United States Motors
April 24, 2009
William F. Shughart II
If you are an owner, an investor, a supplier, or an employee of General Motors Corp., I am willing to bet that you are now sorry GM was not forced into Chapter 11 bankruptcy proceedings when its dire financial straits first made headlines months ago. You probably regret even more that it accepted tens of billions of dollars in bailout money from the federal government, providing the company with a taxpayer-financed capital infusion that only delayed the inevitable and predictably came with onerous bureaucratic strings attached.
Years of mismanagement, reinforced by lavish compensation for its unionized workforce and by national fuel economy standards that oblige US automakers to produce vehicles that few consumers want to buy as long as gas remains cheap, raised GM’s production costs to levels unsustainable in a globally competitive marketplace. Rather than making the tough decisions that could have restored profitability if implemented in time, company executives fiddled while a great American business enterprise burned.
Proving that one should be careful about what one asks for, GM’s top management went to Washington with tin cup in hand, first by private jet and then, after a firestorm of popular condemnation, by eco-friendly car. The pitiable spectacle of GM executives begging Congress for financial assistance represented a major reversal of fortune for a company that was once the world’s largest manufacturer. During the 1950s and 1960s, prior to being challenged seriously by foreign competitors and fearing that the U.S. Department of Justice would accuse it of unlawfully monopolizing domestic auto sales, GM purposely kept its prices high and bypassed other profit opportunities to keep its market share from exceeding 55 percent.
GM’s management got most of what it asked for—and more than it bargained for. In return for “temporary” loans and other forms of taxpayer “investment,” such as purchases of preferred stock, the federal government essentially took control of the company and began calling the shots. The first shoe dropped when CEO Rick Wagoner was forced out and replaced by the Obama administration’s fair-haired boy, Fritz Henderson. In so doing, bureaucrats assumed responsibility for a business decision that should have been delegated to GM’s board of directors. Washington has also imposed limits on executive compensation at the “new” General Motors, a function that in privately owned companies likewise falls, by majority vote, on the shoulders of the members of the board.
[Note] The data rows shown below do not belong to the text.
//! Per-run orchestration: resolve, fetch, derive, assemble, publish.

use std::collections::HashMap;
use std::sync::Arc;

use async_trait::async_trait;
use bytes::Bytes;
use hrrr_common::{RunId, SourceLayout};
use storage::ObjectStorage;
use tracing::{info, instrument, warn};

use crate::catalog::{self, LogicalVariable};
use crate::derived::{self, FileRole};
use crate::error::{ExtractError, Result};
use crate::fetch::RangeFetcher;
use crate::grid::GridSubset;
use crate::manifest::ResolvedManifest;
use crate::record::{RecordColumns, RunRecordSet, DIRECT_COLUMNS};
use crate::source::GribSource;

/// Destination for assembled record sets.
#[async_trait]
pub trait RunPublisher: Send + Sync {
    /// Write `body` under `key`, replacing any previous object.
    async fn publish(&self, key: &str, body: Bytes) -> Result<()>;
}

#[async_trait]
impl RunPublisher for ObjectStorage {
    async fn publish(&self, key: &str, body: Bytes) -> Result<()> {
        self.put(key, body).await.map_err(|e| ExtractError::Publish {
            key: key.to_string(),
            message: e.to_string(),
        })
    }
}

/// Settings a processor is built with.
#[derive(Debug, Clone)]
pub struct ProcessorConfig {
    pub layout: SourceLayout,
    /// Object key prefix for published records
    pub output_prefix: String,
    /// Concurrent byte-range fetches within one run
    pub max_concurrent_fetches: usize,
}

impl Default for ProcessorConfig {
    fn default() -> Self {
        Self {
            layout: SourceLayout::default(),
            output_prefix: "CSV".to_string(),
            max_concurrent_fetches: 4,
        }
    }
}

/// Result of processing one run.
#[derive(Debug, Clone, PartialEq)]
pub enum RunOutcome {
    Published { run: RunId, key: String, rows: usize },
    /// The run or one of its companions could not be used
    Skipped { run: RunId, reason: String },
}

/// Extracts runs and hands their records to a publisher.
pub struct RunProcessor {
    fetcher: RangeFetcher,
    publisher: Arc<dyn RunPublisher>,
    grid: GridSubset,
    direct: Vec<(&'static str, LogicalVariable)>,
    config: ProcessorConfig,
}

impl RunProcessor {
    /// Fails when a record column names a variable the catalog lacks.
    pub fn new(
        source: Arc<dyn GribSource>,
        publisher: Arc<dyn RunPublisher>,
        grid: GridSubset,
        config: ProcessorConfig,
    ) -> Result<Self> {
        let variables =
            catalog::validate_names(DIRECT_COLUMNS.iter().map(|(_, variable)| *variable))?;
        let direct = DIRECT_COLUMNS
            .iter()
            .map(|(column, _)| *column)
            .zip(variables)
            .collect();

        let fetcher = RangeFetcher::new(
            source,
            config.layout.clone(),
            config.max_concurrent_fetches,
        );

        Ok(Self {
            fetcher,
            publisher,
            grid,
            direct,
            config,
        })
    }

    pub fn config(&self) -> &ProcessorConfig {
        &self.config
    }

    /// Extract the record set of the file at `file_url`.
    ///
    /// Companion files are looked up under the same root as `file_url`.
    #[instrument(skip(self), fields(url = %file_url))]
    pub async fn build_records(&self, file_url: &str) -> Result<RunRecordSet> {
        let layout = &self.config.layout;
        let (root, run) = layout.parse_url(file_url)?;

        let current = self.fetcher.resolve(file_url, run).await?;

        let plan = derived::plan(&run);
        let companion = match &plan.companion {
            Some(companion_run) => {
                let companion_url = layout.file_url_under(&root, companion_run);
                Some(self.fetcher.resolve(&companion_url, *companion_run).await?)
            }
            None => None,
        };

        let mut requests: Vec<((FileRole, LogicalVariable), &ResolvedManifest, LogicalVariable)> =
            self.direct
                .iter()
                .map(|(_, v)| ((FileRole::Current, *v), &current, *v))
                .collect();
        for (role, variable) in plan.reads() {
            let manifest = match role {
                FileRole::Current => &current,
                FileRole::Companion => companion.as_ref().ok_or_else(|| {
                    ExtractError::InvalidRun(format!("{} has no companion run", run))
                })?,
            };
            if !requests.iter().any(|(key, _, _)| *key == (role, variable)) {
                requests.push(((role, variable), manifest, variable));
            }
        }

        let fetched: HashMap<(FileRole, LogicalVariable), Vec<f32>> =
            self.fetcher.fetch_all(requests, &self.grid).await?;

        let mut columns = RecordColumns::default();
        for (column, variable) in &self.direct {
            let values = fetched
                .get(&(FileRole::Current, *variable))
                .cloned()
                .ok_or_else(|| ExtractError::MissingRead(format!("column {}", column)))?;
            columns.set_direct(column, values)?;
        }
        columns.precipitation_tot = plan.precipitation.evaluate(&fetched)?;
        columns.snowfall_tot = plan.snowfall.evaluate(&fetched)?;
        columns.freezing_rain = plan.freezing_rain.evaluate(&fetched)?;
        columns.cape255 = plan.cape.evaluate(&fetched)?;

        RunRecordSet::assemble(run, &self.grid, columns)
    }

    /// Extract and publish the file at `file_url`.
    ///
    /// Unavailable files and unrecognized layouts are reported as skipped;
    /// any other failure aborts the run without publishing.
    #[instrument(skip(self), fields(url = %file_url))]
    pub async fn process_url(&self, file_url: &str) -> Result<RunOutcome> {
        let (_, run) = self.config.layout.parse_url(file_url)?;

        let records = match self.build_records(file_url).await {
            Ok(records) => records,
            Err(e) if e.is_skippable() => {
                warn!(run = %run, reason = %e, "Skipping run");
                return Ok(RunOutcome::Skipped {
                    run,
                    reason: e.to_string(),
                });
            }
            Err(e) => return Err(e),
        };

        let key = self
            .config
            .layout
            .output_key(&self.config.output_prefix, &run);
        let body = records.to_csv()?;
        self.publisher.publish(&key, body).await?;

        info!(run = %run, key = %key, rows = records.len(), "Published run");
        Ok(RunOutcome::Published {
            run,
            key,
            rows: records.len(),
        })
    }

    /// Extract and publish a run from the configured source root.
    pub async fn process_run(&self, run: &RunId) -> Result<RunOutcome> {
        let url = self.config.layout.file_url(run);
        self.process_url(&url).await
    }
}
More recently we have learned that President Obama’s “car czar,” Steven Rattner, has proposed micromanaging GM’s product line. Arguing that the company’s Chevrolet division markets the very same vehicles, Mr. Rattner may substitute his judgment for that of consumers by ordering that GM stop producing SUVs and trucks carrying the GMC nameplate.
Not too surprisingly, following the embarrassments associated with revelations of income tax avoidance by Treasury Secretary Tim Geithner and former Health and Human Services Secretary designee Tom Daschle, the car czar himself may be implicated in the Quadrangle Group’s “pay-to-play” kickback schemes, currently under investigation by New York’s attorney general.
An investor in a privately owned company who thinks that management means taking the business in a direction that will compromise its long-term profitability can sell out, even if at a capital loss, and avoid further reductions in wealth. The taxpayers who now “own” General Motors have no such option. They are stuck with the consequences of federal government control. Perhaps the car czar—or his successor—can resurrect GM and create a leaner company able to compete effectively in a brave new automobile world that survives the current economic downturn.
But any American who visited a post office recently and dealt with the long lines, rising postage, threat of reduced delivery, and overall poor service will not be so naive. It would have been far better to reconfigure GM under an orderly bankruptcy process, subject to the rule of law, than to hand its administration to bureaucrats, whose discretionary powers are more vulnerable to political influence than to the wishes of either consumers or the company’s many “stakeholders.”
In the operation of a robust private economy, the freedom to fail is just as important as the freedom to succeed. If GM cannot survive without handouts, painful as it might be, it should hit the road.
William F. Shughart II is a Senior Fellow at The Independent Institute, Frederick A. P. Barnard Distinguished Professor of Economics at the University of Mississippi, and editor of the Independent Institute book, Taxing Choice: The Predatory Politics of Fiscal Discrimination.